The better you understand how YARN ACLs are evaluated, the more prepared you will be to define and configure the various YARN ACLs available to you.

For example, if you enable user access in Administrator ACLs, then you must be aware that user may have access to/see sensitive data, and should plan accordingly. So if you are the administrator for an entire cluster, you also have access to the logs for running applications, which means you can view sensitive information in those logs associated with running the application.

Best Practice: A best practice for securing an environment is to set the YARN Admin ACL to include a limited set of users and or groups.

The following diagram shows the evaluation flow for Application ACLs:

Figure 1. Application ACL Evaluation Flow


The following diagram shows a sample queue structure, starting with leaf queues on the bottom, up to root queue at the top:
Figure 2. Queue Structure


Example: Killing an application in the "Production" queue

Provide the privilege to a user to kill an application in a specific queue.

For this Application ACL evaluation flow example, assume the following for application_1536220066338_0001 running in the queue "Production":
  • Application owner: John
  • "Datascience" queue administrator: Jane
  • YARN cluster administrator: Bob

In this use case, John attempts to kill the application, which is allowed because he is the application owner.

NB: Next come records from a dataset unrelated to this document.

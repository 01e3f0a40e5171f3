//! PlayerCore: single-owner event loop for playback.
//!
//! Every task that wants to change playback sends a [`CoreEvent`] here.  The
//! core owns the audio output exclusively and is the only writer of playback
//! fields in the [`StateManager`].  After each change it broadcasts the
//! matching [`WindowEvent`].
//!
//! mpv integration is property-observation driven: on every fresh connection
//! we `observe_property` core-idle, pause, the ICY title and time-pos, and
//! mpv pushes `property-change` events.  The 10 second heartbeat only checks
//! process liveness and the connect timeout.

use std::path::PathBuf;
use std::sync::Arc;
use std::time::Duration;

use async_trait::async_trait;
use tokio::sync::{broadcast, mpsc};
use tokio::time::Instant;
use tracing::{debug, error, info, warn};

use radiola_core::protocol::{Command, MpvHealth, PlaybackStatus, Rating, Station};
use radiola_core::state::{save_stations_to_toml, StateManager};

use crate::mpv::{
    MpvDriver, MpvEvent, MpvHandle, OBS_CORE_IDLE, OBS_ICY_TITLE, OBS_ICY_TITLE_DIRECT, OBS_PAUSE,
    OBS_TIME_POS,
};
use crate::stream_proxy::StreamProxy;
use crate::window::WindowEvent;

const CONNECT_TIMEOUT: Duration = Duration::from_secs(15);
const HEARTBEAT: Duration = Duration::from_secs(10);

#[derive(Debug)]
pub enum CoreEvent {
    Command(Command),
    Mpv(MpvEvent),
    HeartbeatTick,
    Shutdown,
}

// ── audio output ──────────────────────────────────────────────────────────────

/// What the core needs from a player backend.
#[async_trait]
pub trait AudioOutput: Send {
    async fn load(&mut self, url: &str, volume: f64) -> anyhow::Result<()>;
    async fn set_pause(&mut self, paused: bool) -> anyhow::Result<()>;
    async fn set_volume(&mut self, volume: f64) -> anyhow::Result<()>;
    async fn stop(&mut self) -> anyhow::Result<()>;
    /// False when the backend died since the last call.
    async fn check_alive(&mut self) -> bool;
    async fn shutdown(&mut self);
}

/// mpv over JSON IPC; events are forwarded into the core loop.
pub struct MpvOutput {
    driver: MpvDriver,
    handle: Option<MpvHandle>,
    core_tx: mpsc::Sender<CoreEvent>,
    state: Arc<StateManager>,
    events: broadcast::Sender<WindowEvent>,
    health: MpvHealth,
}

impl MpvOutput {
    pub fn new(
        core_tx: mpsc::Sender<CoreEvent>,
        state: Arc<StateManager>,
        events: broadcast::Sender<WindowEvent>,
        initial_volume: f64,
    ) -> Self {
        let mut driver = MpvDriver::new();
        driver.last_volume = initial_volume;
        Self {
            driver,
            handle: None,
            core_tx,
            state,
            events,
            health: MpvHealth::Absent,
        }
    }

    async fn set_health(&mut self, health: MpvHealth) {
        if self.health != health {
            info!("mpv health {:?} → {:?}", self.health, health);
            self.health = health.clone();
            self.state.set_mpv_health(health).await;
            let _ = self.events.send(WindowEvent::StateUpdated);
        }
    }

    async fn ensure_handle(&mut self) -> anyhow::Result<MpvHandle> {
        if self.handle.is_some() && !self.driver.process_alive() {
            warn!("mpv process died, dropping handle");
            self.handle = None;
            self.set_health(MpvHealth::Dead).await;
        }
        if let Some(handle) = &self.handle {
            return Ok(handle.clone());
        }

        // one forwarder per connection
        let (event_tx, mut event_rx) = mpsc::channel::<MpvEvent>(64);
        let core_tx = self.core_tx.clone();
        tokio::spawn(async move {
            while let Some(evt) = event_rx.recv().await {
                if core_tx.send(CoreEvent::Mpv(evt)).await.is_err() {
                    break;
                }
            }
        });

        let handle = match self.driver.try_reconnect(event_tx.clone()).await {
            Some(h) => h,
            None => {
                let restarting = matches!(self.health, MpvHealth::Dead);
                self.set_health(if restarting {
                    MpvHealth::Restarting
                } else {
                    MpvHealth::Starting
                })
                .await;
                match self.driver.spawn_and_connect(event_tx).await {
                    Ok(h) => h,
                    Err(e) => {
                        self.set_health(MpvHealth::Dead).await;
                        return Err(e);
                    }
                }
            }
        };
        self.set_health(MpvHealth::Running).await;

        let observer = handle.clone();
        tokio::spawn(async move { observer.observe_all_properties().await });
        self.handle = Some(handle.clone());
        Ok(handle)
    }
}

#[async_trait]
impl AudioOutput for MpvOutput {
    async fn load(&mut self, url: &str, volume: f64) -> anyhow::Result<()> {
        let handle = self.ensure_handle().await?;
        handle.load_stream(url, volume).await
    }

    async fn set_pause(&mut self, paused: bool) -> anyhow::Result<()> {
        match &self.handle {
            Some(h) => h.set_pause(paused).await,
            None => Ok(()),
        }
    }

    async fn set_volume(&mut self, volume: f64) -> anyhow::Result<()> {
        self.driver.last_volume = volume;
        match &self.handle {
            Some(h) => h.set_volume(volume).await,
            None => Ok(()),
        }
    }

    async fn stop(&mut self) -> anyhow::Result<()> {
        match &self.handle {
            Some(h) => h.stop().await,
            None => Ok(()),
        }
    }

    async fn check_alive(&mut self) -> bool {
        if self.handle.is_some() && !self.driver.process_alive() {
            warn!("heartbeat: mpv process died");
            self.handle = None;
            self.set_health(MpvHealth::Dead).await;
            return false;
        }
        true
    }

    async fn shutdown(&mut self) {
        if let Some(h) = self.handle.take() {
            let _ = h.stop().await;
        }
        self.driver.kill().await;
    }
}

// ── core ──────────────────────────────────────────────────────────────────────

pub struct PlayerCore {
    state: Arc<StateManager>,
    events: broadcast::Sender<WindowEvent>,
    output: Box<dyn AudioOutput>,
    relay: Option<StreamProxy>,
    stations_path: PathBuf,
    /// The user asked for playback (used to derive status).
    intend_playing: bool,
    obs_core_idle: Option<bool>,
    obs_pause: bool,
    obs_icy_title: Option<String>,
    last_position_secs: Option<u64>,
    connecting_since: Option<Instant>,
    last_status: PlaybackStatus,
}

Working as the queue administrator, Jane attempts to kill a job in the queue "Production", which she can do as the queue administrator of the parent queue.

Bob is the YARN cluster administrator and he is also listed as a user in the Admin ACL. He attempts to kill the job for which he is not the owner, but because he is the YARN cluster administrator, he can kill the job.

Example: Moving the application and viewing the log in the "Test" queue

Provide the privileges to a user to move application between queues and to view a log in a specific queue.

For this Application ACL evaluation flow example, assume the following for application_1536220066338_0002 running in the queue "Test":
  • Application owner: John
  • "Marketing" and "Dev" queue administrator: Jane
  • Jane has log view rights via the mapreduce.job.acl-view-job ACL
  • YARN cluster administrator: Bob

In this use case, John attempts to view the logs for his job, which is allowed because he is the application owner.

Jane attempts to access application_1536220066338_0002 in the queue "Test" to move the application to the "Marketing" queue. She is denied access to the "Test" queue via the queue ACLs–so she cannot submit to or administer the queue "Test". She is also unable to kill a job running in queue "Test". She then attempts to access the logs for application_1536220066338_0002 and is allowed access via the mapreduce.job.acl-view-job ACL.

Bob attempts to access application_1536220066338_0002 in the queue "Test" to move the application to the "Marketing" queue. As the YARN cluster administrator, he has access to all queues and can move the application.